WHAT THE EXERCISE ASKS: Each line of the data should be repeated precisely.

Segment Start: DATA FOR PROCESSING

#[cfg(test)]
mod tests {
    use super::*;

    fn expr(terms: &[(u32, f64)], constant: f64) -> Expression {
        let mut e = Expression::from_constant(constant);
        for &(v, c) in terms {
            e.add_term(Variable(v), c);
        }
        e
    }

    fn close(a: f64, b: f64) -> bool {
        (a - b).abs() < 1.0e-6
    }

    #[test]
    fn required_equality_pins_value() {
        let mut s = Solver::new();
        s.add_constraint(0, &expr(&[(0, 1.0)], -10.0), Relation::Equal, None)
            .unwrap();
        assert!(close(s.value_of(Variable(0)), 10.0));
    }

    #[test]
    fn conflicting_required_equalities_fail() {
        let mut s = Solver::new();
        s.add_constraint(0, &expr(&[(0, 1.0)], -10.0), Relation::Equal, None)
            .unwrap();
        let err = s
            .add_constraint(1, &expr(&[(0, 1.0)], -20.0), Relation::Equal, None)
            .unwrap_err();
        assert_eq!(err, SolverError::Unsatisfiable);
        assert!(close(s.value_of(Variable(0)), 10.0));
        assert!(!s.contains(1));
    }

    #[test]
    fn conflicting_required_inequalities_fail() {
        let mut s = Solver::new();
        // x >= 10
        s.add_constraint(0, &expr(&[(0, 1.0)], -10.0), Relation::GreaterOrEqual, None)
            .unwrap();
        // x <= 5
        let err = s
            .add_constraint(1, &expr(&[(0, 1.0)], -5.0), Relation::LessOrEqual, None)
            .unwrap_err();
        assert_eq!(err, SolverError::Unsatisfiable);
        assert!(!s.contains(1));
        assert!(s.value_of(Variable(0)) >= 10.0 - 1.0e-6);
        // The rejected bound must not linger in the tableau.
        s.add_constraint(2, &expr(&[(0, 1.0)], -30.0), Relation::Equal, Some(1.0))
            .unwrap();
        assert!(close(s.value_of(Variable(0)), 30.0));
        s.add_constraint(3, &expr(&[(0, 1.0)], -40.0), Relation::LessOrEqual, None)
            .unwrap();
        assert!(close(s.value_of(Variable(0)), 30.0));
    }

    #[test]
    fn rejected_inequality_against_two_variables_leaves_tableau_intact() {
        let mut s = Solver::new();
        // x >= 10, y == x + 5
        s.add_constraint(0, &expr(&[(0, 1.0)], -10.0), Relation::GreaterOrEqual, None)
            .unwrap();
        s.add_constraint(1, &expr(&[(1, 1.0), (0, -1.0)], -5.0), Relation::Equal, None)
            .unwrap();
        // y <= 12 forces x <= 7.
        assert_eq!(
            s.add_constraint(2, &expr(&[(1, 1.0)], -12.0), Relation::LessOrEqual, None),
            Err(SolverError::Unsatisfiable)
        );
        let x = s.value_of(Variable(0));
        let y = s.value_of(Variable(1));
        assert!(x >= 10.0 - 1.0e-6, "x = {x}");
        assert!(close(y, x + 5.0), "x = {x}, y = {y}");
        // y <= 20 is compatible and still accepted.
        s.add_constraint(3, &expr(&[(1, 1.0)], -20.0), Relation::LessOrEqual, None)
            .unwrap();
        let x = s.value_of(Variable(0));
        assert!((10.0 - 1.0e-6..=15.0 + 1.0e-6).contains(&x), "x = {x}");
    }

    #[test]
    fn stronger_optional_wins() {
        let mut s = Solver::new();
        s.add_constraint(0, &expr(&[(0, 1.0)], -10.0), Relation::Equal, Some(250.0))
            .unwrap();
        s.add_constraint(1, &expr(&[(0, 1.0)], -20.0), Relation::Equal, Some(750.0))
            .unwrap();
        assert!(close(s.value_of(Variable(0)), 20.0));
        s.remove_constraint(1).unwrap();
        assert!(close(s.value_of(Variable(0)), 10.0));
    }

    #[test]
    fn optional_inequality_respects_required_bound() {
        let mut s = Solver::new();
        // x <= 100 (required), x == 150 (optional)
        s.add_constraint(0, &expr(&[(0, 1.0)], -100.0), Relation::LessOrEqual, None)
            .unwrap();
        s.add_constraint(1, &expr(&[(0, 1.0)], -150.0), Relation::Equal, Some(500.0))
            .unwrap();
        assert!(close(s.value_of(Variable(0)), 100.0));
    }

    #[test]
    fn change_constant_moves_solution() {
        let mut s = Solver::new();
        // x == 10, y == x + 5
        s.add_constraint(0, &expr(&[(0, 1.0)], -10.0), Relation::Equal, None)
            .unwrap();
        s.add_constraint(1, &expr(&[(1, 1.0), (0, -1.0)], -5.0), Relation::Equal, None)
            .unwrap();
        s.change_constant(0, -20.0).unwrap();
        assert!(close(s.value_of(Variable(0)), 30.0));
        assert!(close(s.value_of(Variable(1)), 35.0));
    }

    #[test]
    fn change_constant_conflict_is_reverted() {
        let mut s = Solver::new();
        // x >= 10, x <= 20
        s.add_constraint(0, &expr(&[(0, 1.0)], -10.0), Relation::GreaterOrEqual, None)
            .unwrap();
        s.add_constraint(1, &expr(&[(0, 1.0)], -20.0), Relation::LessOrEqual, None)
            .unwrap();
        // Raise the lower bound to 30.
        let err = s.change_constant(0, -20.0).unwrap_err();
        assert_eq!(err, SolverError::Unsatisfiable);
        let x = s.value_of(Variable(0));
        assert!((10.0 - 1.0e-6..=20.0 + 1.0e-6).contains(&x), "x = {x}");
        // Still usable afterwards.
        s.change_constant(0, -5.0).unwrap();
        assert!(s.value_of(Variable(0)) >= 15.0 - 1.0e-6);
    }

    #[test]
    fn redundant_equality_then_shift_conflicts() {
        let mut s = Solver::new();
        s.add_constraint(0, &expr(&[(0, 1.0)], -10.0), Relation::Equal, None)
            .unwrap();
        s.add_constraint(1, &expr(&[(0, 1.0)], -10.0), Relation::Equal, None)
            .unwrap();
        assert_eq!(s.change_constant(1, -5.0), Err(SolverError::Unsatisfiable));
        assert!(close(s.value_of(Variable(0)), 10.0));
        s.remove_constraint(1).unwrap();
        s.change_constant(0, -5.0).unwrap();
        assert!(close(s.value_of(Variable(0)), 15.0));
    }

    #[test]
    fn unknown_and_duplicate_keys() {
        let mut s: Solver<u32> = Solver::new();
        assert_eq!(s.remove_constraint(7), Err(SolverError::Unknown));
        s.add_constraint(7, &expr(&[(0, 1.0)], 0.0), Relation::Equal, None)
            .unwrap();
        assert_eq!(
            s.add_constraint(7, &expr(&[(0, 1.0)], 0.0), Relation::Equal, None),
            Err(SolverError::Duplicate)
        );
    }

    #[test]
    fn ambiguity_detection() {
        let mut s = Solver::new();
        // x + y == 10 leaves a free direction.
        s.add_constraint(0, &expr(&[(0, 1.0), (1, 1.0)], -10.0), Relation::Equal, None)
            .unwrap();
        assert!(s.is_ambiguous(Variable(0)));
        s.add_constraint(1, &expr(&[(1, 1.0)], -4.0), Relation::Equal, None)
            .unwrap();
        assert!(!s.is_ambiguous(Variable(0)));
        assert!(close(s.value_of(Variable(0)), 6.0));
        assert!(s.is_ambiguous(Variable(9)));
    }
}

Segment End: DATA FOR PROCESSING

SOLUTION TO THE PROBLEM:
#[cfg(test)]
mod tests {
    use super::*;

    fn expr(terms: &[(u32, f64)], constant: f64) -> Expression {
        let mut e = Expression::from_constant(constant);
        for &(v, c) in terms {
            e.add_term(Variable(v), c);
        }
        e
    }

    fn close(a: f64, b: f64) -> bool {
        (a - b).abs() < 1.0e-6
    }

    #[test]
    fn required_equality_pins_value() {
        let mut s = Solver::new();
        s.add_constraint(0, &expr(&[(0, 1.0)], -10.0), Relation::Equal, None)
            .unwrap();
        assert!(close(s.value_of(Variable(0)), 10.0));
    }

    #[test]
    fn conflicting_required_equalities_fail() {
        let mut s = Solver::new();
        s.add_constraint(0, &expr(&[(0, 1.0)], -10.0), Relation::Equal, None)
            .unwrap();
        let err = s
            .add_constraint(1, &expr(&[(0, 1.0)], -20.0), Relation::Equal, None)
            .unwrap_err();
        assert_eq!(err, SolverError::Unsatisfiable);
        assert!(close(s.value_of(Variable(0)), 10.0));
        assert!(!s.contains(1));
    }

    #[test]
    fn conflicting_required_inequalities_fail() {
        let mut s = Solver::new();
        // x >= 10
        s.add_constraint(0, &expr(&[(0, 1.0)], -10.0), Relation::GreaterOrEqual, None)
            .unwrap();
        // x <= 5
        let err = s
            .add_constraint(1, &expr(&[(0, 1.0)], -5.0), Relation::LessOrEqual, None)
            .unwrap_err();
        assert_eq!(err, SolverError::Unsatisfiable);
        assert!(!s.contains(1));
        assert!(s.value_of(Variable(0)) >= 10.0 - 1.0e-6);
        // The rejected bound must not linger in the tableau.
        s.add_constraint(2, &expr(&[(0, 1.0)], -30.0), Relation::Equal, Some(1.0))
            .unwrap();
        assert!(close(s.value_of(Variable(0)), 30.0));
        s.add_constraint(3, &expr(&[(0, 1.0)], -40.0), Relation::LessOrEqual, None)
            .unwrap();
        assert!(close(s.value_of(Variable(0)), 30.0));
    }

    #[test]
    fn rejected_inequality_against_two_variables_leaves_tableau_intact() {
        let mut s = Solver::new();
        // x >= 10, y == x + 5
        s.add_constraint(0, &expr(&[(0, 1.0)], -10.0), Relation::GreaterOrEqual, None)
            .unwrap();
        s.add_constraint(1, &expr(&[(1, 1.0), (0, -1.0)], -5.0), Relation::Equal, None)
            .unwrap();
        // y <= 12 forces x <= 7.
        assert_eq!(
            s.add_constraint(2, &expr(&[(1, 1.0)], -12.0), Relation::LessOrEqual, None),
            Err(SolverError::Unsatisfiable)
        );
        let x = s.value_of(Variable(0));
        let y = s.value_of(Variable(1));
        assert!(x >= 10.0 - 1.0e-6, "x = {x}");
        assert!(close(y, x + 5.0), "x = {x}, y = {y}");
        // y <= 20 is compatible and still accepted.
        s.add_constraint(3, &expr(&[(1, 1.0)], -20.0), Relation::LessOrEqual, None)
            .unwrap();
        let x = s.value_of(Variable(0));
        assert!((10.0 - 1.0e-6..=15.0 + 1.0e-6).contains(&x), "x = {x}");
    }

    #[test]
    fn stronger_optional_wins() {
        let mut s = Solver::new();
        s.add_constraint(0, &expr(&[(0, 1.0)], -10.0), Relation::Equal, Some(250.0))
            .unwrap();
        s.add_constraint(1, &expr(&[(0, 1.0)], -20.0), Relation::Equal, Some(750.0))
            .unwrap();
        assert!(close(s.value_of(Variable(0)), 20.0));
        s.remove_constraint(1).unwrap();
        assert!(close(s.value_of(Variable(0)), 10.0));
    }

    #[test]
    fn optional_inequality_respects_required_bound() {
        let mut s = Solver::new();
        // x <= 100 (required), x == 150 (optional)
        s.add_constraint(0, &expr(&[(0, 1.0)], -100.0), Relation::LessOrEqual, None)
            .unwrap();
        s.add_constraint(1, &expr(&[(0, 1.0)], -150.0), Relation::Equal, Some(500.0))
            .unwrap();
        assert!(close(s.value_of(Variable(0)), 100.0));
    }

    #[test]
    fn change_constant_moves_solution() {
        let mut s = Solver::new();
        // x == 10, y == x + 5
        s.add_constraint(0, &expr(&[(0, 1.0)], -10.0), Relation::Equal, None)
            .unwrap();
        s.add_constraint(1, &expr(&[(1, 1.0), (0, -1.0)], -5.0), Relation::Equal, None)
            .unwrap();
        s.change_constant(0, -20.0).unwrap();
        assert!(close(s.value_of(Variable(0)), 30.0));
        assert!(close(s.value_of(Variable(1)), 35.0));
    }

    #[test]
    fn change_constant_conflict_is_reverted() {
        let mut s = Solver::new();
        // x >= 10, x <= 20
        s.add_constraint(0, &expr(&[(0, 1.0)], -10.0), Relation::GreaterOrEqual, None)
            .unwrap();
        s.add_constraint(1, &expr(&[(0, 1.0)], -20.0), Relation::LessOrEqual, None)
            .unwrap();
        // Raise the lower bound to 30.
        let err = s.change_constant(0, -20.0).unwrap_err();
        assert_eq!(err, SolverError::Unsatisfiable);
        let x = s.value_of(Variable(0));
        assert!((10.0 - 1.0e-6..=20.0 + 1.0e-6).contains(&x), "x = {x}");
        // Still usable afterwards.
        s.change_constant(0, -5.0).unwrap();
        assert!(s.value_of(Variable(0)) >= 15.0 - 1.0e-6);
    }

    #[test]
    fn redundant_equality_then_shift_conflicts() {
        let mut s = Solver::new();
        s.add_constraint(0, &expr(&[(0, 1.0)], -10.0), Relation::Equal, None)
            .unwrap();
        s.add_constraint(1, &expr(&[(0, 1.0)], -10.0), Relation::Equal, None)
            .unwrap();
        assert_eq!(s.change_constant(1, -5.0), Err(SolverError::Unsatisfiable));
        assert!(close(s.value_of(Variable(0)), 10.0));
        s.remove_constraint(1).unwrap();
        s.change_constant(0, -5.0).unwrap();
        assert!(close(s.value_of(Variable(0)), 15.0));
    }

    #[test]
    fn unknown_and_duplicate_keys() {
        let mut s: Solver<u32> = Solver::new();
        assert_eq!(s.remove_constraint(7), Err(SolverError::Unknown));
        s.add_constraint(7, &expr(&[(0, 1.0)], 0.0), Relation::Equal, None)
            .unwrap();
        assert_eq!(
            s.add_constraint(7, &expr(&[(0, 1.0)], 0.0), Relation::Equal, None),
            Err(SolverError::Duplicate)
        );
    }

    #[test]
    fn ambiguity_detection() {
        let mut s = Solver::new();
        // x + y == 10 leaves a free direction.
        s.add_constraint(0, &expr(&[(0, 1.0), (1, 1.0)], -10.0), Relation::Equal, None)
            .unwrap();
        assert!(s.is_ambiguous(Variable(0)));
        s.add_constraint(1, &expr(&[(1, 1.0)], -4.0), Relation::Equal, None)
            .unwrap();
        assert!(!s.is_ambiguous(Variable(0)));
        assert!(close(s.value_of(Variable(0)), 6.0));
        assert!(s.is_ambiguous(Variable(9)));
    }
}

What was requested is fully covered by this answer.